# 阿媽



## Isidore Demsky

Does 阿媽 mean "grandmother" or "my mother"?


----------



## Romildo

Only "mother". But I think "Mom" is better.

"阿" does not mean anything.
Generally, only some national minorities in China use this word.
母亲 = Mother (More literary)
妈 or 妈妈 = Mom (More colloquial)


----------



## Isidore Demsky

Romildo said:


> Only "mother". But I think "Mom" is better.
> 
> "阿" does not mean anything.
> Generally, only some national minorities in China use this word.
> 母亲 = Mother (More literary)
> 妈 or 妈妈 = Mom (More colloquial)



Thank you.

If you broke the hànzì down, would they mean anything separately?

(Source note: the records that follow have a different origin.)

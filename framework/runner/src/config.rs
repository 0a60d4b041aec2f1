use std::path::{Path, PathBuf};
use std::time::Duration;

use anyhow::Context;
use serde::Deserialize;

use model_tunnel_core::prelude::SetupError;
use model_tunnel_instruments::SamplerKind;

use crate::types::ModelTunnelResult;

/// Environment variable naming the configuration file, used when `--config` is not given.
pub const MT_CONFIG_ENV: &str = "MT_CONFIG";

/// Harness settings for one run, resolved once at startup.
#[derive(Debug, Clone, PartialEq)]
pub struct HarnessConfig {
    pub trials: usize,
    pub workers: usize,
    pub tiers: Vec<usize>,
    pub lookup_id: Option<String>,
    pub trial_timeout: Duration,
    pub sampler: SamplerKind,
}

impl Default for HarnessConfig {
    fn default() -> Self {
        Self {
            trials: 3,
            workers: 1,
            tiers: vec![1000],
            lookup_id: None,
            trial_timeout: Duration::from_secs(300),
            sampler: SamplerKind::default(),
        }
    }
}

impl HarnessConfig {
    pub(crate) fn apply(&mut self, overrides: HarnessOverrides) {
        if let Some(trials) = overrides.trials {
            self.trials = trials;
        }
        if let Some(workers) = overrides.workers {
            self.workers = workers;
        }
        if let Some(tiers) = overrides.tiers {
            self.tiers = tiers;
        }
        if overrides.lookup_id.is_some() {
            self.lookup_id = overrides.lookup_id;
        }
        if let Some(timeout) = overrides.trial_timeout_s {
            self.trial_timeout = Duration::from_secs(timeout);
        }
        if let Some(sampler) = overrides.sampler {
            self.sampler = sampler;
        }
    }

    pub fn validate(&self) -> Result<(), SetupError> {
        if self.trials == 0 {
            return Err(SetupError::Config("trials must be at least 1".to_string()));
        }
        if self.workers == 0 {
            return Err(SetupError::Config("workers must be at least 1".to_string()));
        }
        if self.tiers.is_empty() {
            return Err(SetupError::Config(
                "at least one data-size tier is required".to_string(),
            ));
        }
        if self.trial_timeout.is_zero() {
            return Err(SetupError::Config(
                "trial timeout must be greater than zero".to_string(),
            ));
        }
        Ok(())
    }
}

/// Values that replace parts of a [HarnessConfig], from a config file or the command line.
#[derive(Debug, Clone, Default, PartialEq, Deserialize)]
#[serde(deny_unknown_fields)]
pub(crate) struct HarnessOverrides {
    pub trials: Option<usize>,
    pub workers: Option<usize>,
    pub tiers: Option<Vec<usize>>,
    pub lookup_id: Option<String>,
    pub trial_timeout_s: Option<u64>,
    pub sampler: Option<SamplerKind>,
}

/// The parsed configuration file.
#[derive(Debug, Default)]
pub(crate) struct ConfigFile {
    pub harness: HarnessOverrides,
    /// Every top level table other than `[harness]`, for hooks to read.
    pub sections: toml::Table,
}

/// Pick the configuration file from the command line, then the environment.
pub(crate) fn config_path(cli_path: Option<&Path>) -> Option<PathBuf> {
    cli_path
        .map(Path::to_path_buf)
        .or_else(|| std::env::var_os(MT_CONFIG_ENV).map(PathBuf::from))
        .filter(|p| !p.as_os_str().is_empty())
}

pub(crate) fn load_config_file(path: &Path) -> ModelTunnelResult<ConfigFile> {
    let content = std::fs::read_to_string(path)
        .with_context(|| format!("Failed to read config file {}", path.display()))?;
    parse_config(&content).with_context(|| format!("Invalid config file {}", path.display()))
}

pub(crate) fn parse_config(content: &str) -> ModelTunnelResult<ConfigFile> {
    let mut sections: toml::Table = toml::from_str(content)?;

    let harness = match sections.remove("harness") {
        Some(value) => value
            .try_into::<HarnessOverrides>()
            .context("Failed to parse [harness] section")?,
        None => HarnessOverrides::default(),
    };

    Ok(ConfigFile { harness, sections })
}

#[cfg(test)]
mod tests {
    use pretty_assertions::assert_eq;

    use super::*;

    #[test]
    fn file_values_override_defaults() {
        let file = parse_config(
            r#"
            [harness]
            trials = 5
            tiers = [100, 1000]
            sampler = "disabled"

            [stores]
            backend = "memory"
            "#,
        )
        .unwrap();

        let mut config = HarnessConfig::default();
        config.apply(file.harness);

        assert_eq!(5, config.trials);
        assert_eq!(1, config.workers);
        assert_eq!(vec![100, 1000], config.tiers);
        assert_eq!(SamplerKind::Disabled, config.sampler);
        assert!(file.sections.contains_key("stores"));
        assert!(!file.sections.contains_key("harness"));
    }

    #[test]
    fn later_overrides_win() {
        let mut config = HarnessConfig::default();
        config.apply(HarnessOverrides {
            workers: Some(5),
            lookup_id: Some("from-file".to_string()),
            ..Default::default()
        });
        config.apply(HarnessOverrides {
            lookup_id: Some("from-cli".to_string()),
            trial_timeout_s: Some(10),
            ..Default::default()
        });

        assert_eq!(5, config.workers);
        assert_eq!(Some("from-cli".to_string()), config.lookup_id);
        assert_eq!(Duration::from_secs(10), config.trial_timeout);
    }

    #[test]
    fn unknown_harness_keys_are_rejected() {
        assert!(parse_config("[harness]\nagents = 10\n").is_err());
    }

    #[test]
    fn validation_rejects_degenerate_values() {
        let valid = HarnessConfig::default();
        assert!(valid.validate().is_ok());

        for invalid in [
            HarnessConfig {
                trials: 0,
                ..valid.clone()
            },
            HarnessConfig {
                workers: 0,
                ..valid.clone()
            },
            HarnessConfig {
                tiers: vec![],
                ..valid.clone()
            },
            HarnessConfig {
                trial_timeout: Duration::ZERO,
                ..valid.clone()
            },
        ] {
            assert!(matches!(invalid.validate(), Err(SetupError::Config(_))));
        }
    }

    #[test]
    fn missing_file_is_an_error() {
        let dir = tempfile::tempdir().unwrap();
        assert!(load_config_file(&dir.path().join("missing.toml")).is_err());
    }
}
use crate::{CheckId, DownloadAttempt};

#[derive(Debug, Clone, PartialEq)]
pub enum Effect {
    StartCheck { check_id: CheckId },
    StartDownload { attempt: DownloadAttempt, version: String },
    Notify(Notification),
    ShowMessage(UserMessage),
    Confirm(ConfirmPrompt),
    /// Fraction in `[0, 1]`; `None` clears the indicator.
    SetTaskProgress(Option<f64>),
    HideWindow,
    ShowWindow,
    /// Let the close proceed to teardown.
    DestroyWindow,
    RelayoutView,
    ReloadView,
    /// Close path of the install sequence; interception is already disarmed.
    CloseWindow,
    QuitAndInstall { version: String },
    InstallOnExit { version: String },
    Quit,
}

/// Outbound messages addressed to the shell renderer.
#[derive(Debug, Clone, PartialEq)]
pub enum Notification {
    UpdateAvailable {
        version: String,
        release_notes: Option<String>,
    },
    UpdateNotAvailable,
    DownloadProgress { percent: f64 },
    UpdateDownloaded { version: String },
    UpdateError { message: String },
    MaximizeChanged { maximized: bool },
}

impl Notification {
    /// Renderer channel this notification is delivered on.
    pub fn channel(&self) -> &'static str {
        match self {
            Notification::UpdateAvailable { .. } => "update-available",
            Notification::UpdateNotAvailable => "update-not-available",
            Notification::DownloadProgress { .. } => "update-download-progress",
            Notification::UpdateDownloaded { .. } => "update-downloaded",
            Notification::UpdateError { .. } => "update-error",
            Notification::MaximizeChanged { .. } => "maximize-change",
        }
    }
}

#[derive(Debug, Clone, PartialEq, Eq)]
pub enum UserMessage {
    UpToDate { current_version: String },
    AlreadyDownloading,
    Failed { text: String },
}

impl UserMessage {
    pub fn text(&self) -> String {
        match self {
            UserMessage::UpToDate { current_version } => {
                format!("You are running the latest version (v{current_version}).")
            }
            UserMessage::AlreadyDownloading => "An update is already downloading.".to_string(),
            UserMessage::Failed { text } => text.clone(),
        }
    }
}

/// A non-blocking question; the answer comes back as a separate [`crate::Msg`].
#[derive(Debug, Clone, PartialEq, Eq)]
pub enum ConfirmPrompt {
    /// Accept -> `DownloadRequested`, dismiss -> `DownloadDeclined`.
    Download {
        version: String,
        release_notes: Option<String>,
    },
    /// Accept -> `InstallConfirmed`, dismiss -> `InstallDeferred`. Defaults to dismiss.
    Install { version: String },
    /// Accept -> `ReloadConfirmed`, dismiss -> `ReloadDeclined`.
    Reload,
}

> "阿" does not mean anything.
> Generally, only some national minorities in China use this word.



And what does it mean?


----------



## Romildo

“If you broke......”
Sometimes, yes. For example, "中国" means "China", but "中“ means "middle", "国” means "country".

"And what does it mean?"
To most of us, we seldom use "阿", it just make the word sounds nice. For example, if a girl call a man “阿哥” (Elder brother), it sounds very sweet and soft, only "哥" sounds a little mechanical or stiff.  
We often use "大哥" （Eldest brother）, "李哥" （A brother whose Family name is 李), etc.

Are these what you want?


----------



## Isidore Demsky

Romildo said:


> “If you broke......”
> Sometimes, yes. For example, "中国" means "China", but "中“ means "middle", "国” means "country".
> 
> "And what does it mean?"
> To most of us, we seldom use "阿", it just make the word sounds nice. For example, if a girl call a man “阿哥” (Elder brother), it sounds very sweet and soft, only "哥" sounds a little mechanical or stiff.
> We often use "大哥" （Eldest brother）, "李哥" （A brother whose Family name is 李), etc.
> 
> Are these what you want?



I'm not sure.

I take it 母 means elder.

Could 母亲be taken to mean elder Mother (dear old mom, or perhaps grandma)?


----------



## fyl

The context is important to figure out what it exactly means.

I think 阿媽 in Taiwan means something different when pronounced in a different tone (perhaps means old lady or granny?). In mainland China, this word does not have that meaning in Mandarin and is seldom used. If you saw this word in Taiwan, maybe you want to wait for someone from Taiwan to answer this.

As for 母亲, 母 has nothing to do with old or elder. 母亲 can only mean mother, and grandma is not possible.


----------



## Isidore Demsky

What does 阿妈 mean?

This online Chinese/English Dictionary says it means "grandma."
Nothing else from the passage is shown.